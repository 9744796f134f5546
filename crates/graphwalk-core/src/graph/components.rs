//! Connected components over the undirected skeleton of a snapshot.
//!
//! Edge direction is ignored: a connected component is defined on the
//! underlying undirected structure. Nodes are swept in caller order and each
//! unvisited node seeds a breadth-first walk whose visit order becomes one
//! component, so both the component order and the member order are
//! reproducible.

use std::collections::{HashMap, HashSet, VecDeque};

use tracing::{debug, instrument};

use crate::graph::adjacency::{Adjacency, build_adjacency};
use crate::model::{Edge, Node, NodeKey};

/// Partition `nodes` into connected components.
///
/// Every node appears in exactly one component, components are non-empty and
/// isolated nodes form singletons. Ids that only appear as dangling edge
/// endpoints are pulled into the component of the node they touch.
#[must_use]
#[instrument(skip_all, fields(nodes = nodes.len(), edges = edges.len()))]
pub fn find_connected_components<K: NodeKey>(nodes: &[Node<K>], edges: &[Edge<K>]) -> Vec<Vec<K>> {
    let adjacency = build_adjacency(nodes, edges, false);
    let mut visited: HashSet<K> = HashSet::with_capacity(nodes.len());
    let mut components = Vec::new();

    for node in nodes {
        if visited.contains(&node.id) {
            continue;
        }
        components.push(collect_component(&adjacency, &node.id, &mut visited));
    }

    debug!(components = components.len(), "components found");
    components
}

/// Map every member id to the index of its component.
#[must_use]
pub fn component_index<K: NodeKey>(components: &[Vec<K>]) -> HashMap<K, usize> {
    components
        .iter()
        .enumerate()
        .flat_map(|(idx, members)| members.iter().map(move |id| (id.clone(), idx)))
        .collect()
}

fn collect_component<K: NodeKey>(adjacency: &Adjacency<K>, start: &K, visited: &mut HashSet<K>) -> Vec<K> {
    let mut component = Vec::new();
    let mut queue: VecDeque<K> = VecDeque::from([start.clone()]);
    visited.insert(start.clone());

    while let Some(current) = queue.pop_front() {
        for neighbor in adjacency.neighbors(&current) {
            if visited.insert(neighbor.clone()) {
                queue.push_back(neighbor.clone());
            }
        }
        component.push(current);
    }

    component
}

// ---------------------------------------------------------------------------
// Tests
// ---------------------------------------------------------------------------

● WORK TASK
Out of the records above, pull the lines that include the word "HashSet".

● ANSWER TO THIS PROBLEM
use std::collections::{HashMap, HashSet, VecDeque};
    let mut visited: HashSet<K> = HashSet::with_capacity(nodes.len());
fn collect_component<K: NodeKey>(adjacency: &Adjacency<K>, start: &K, visited: &mut HashSet<K>) -> Vec<K> {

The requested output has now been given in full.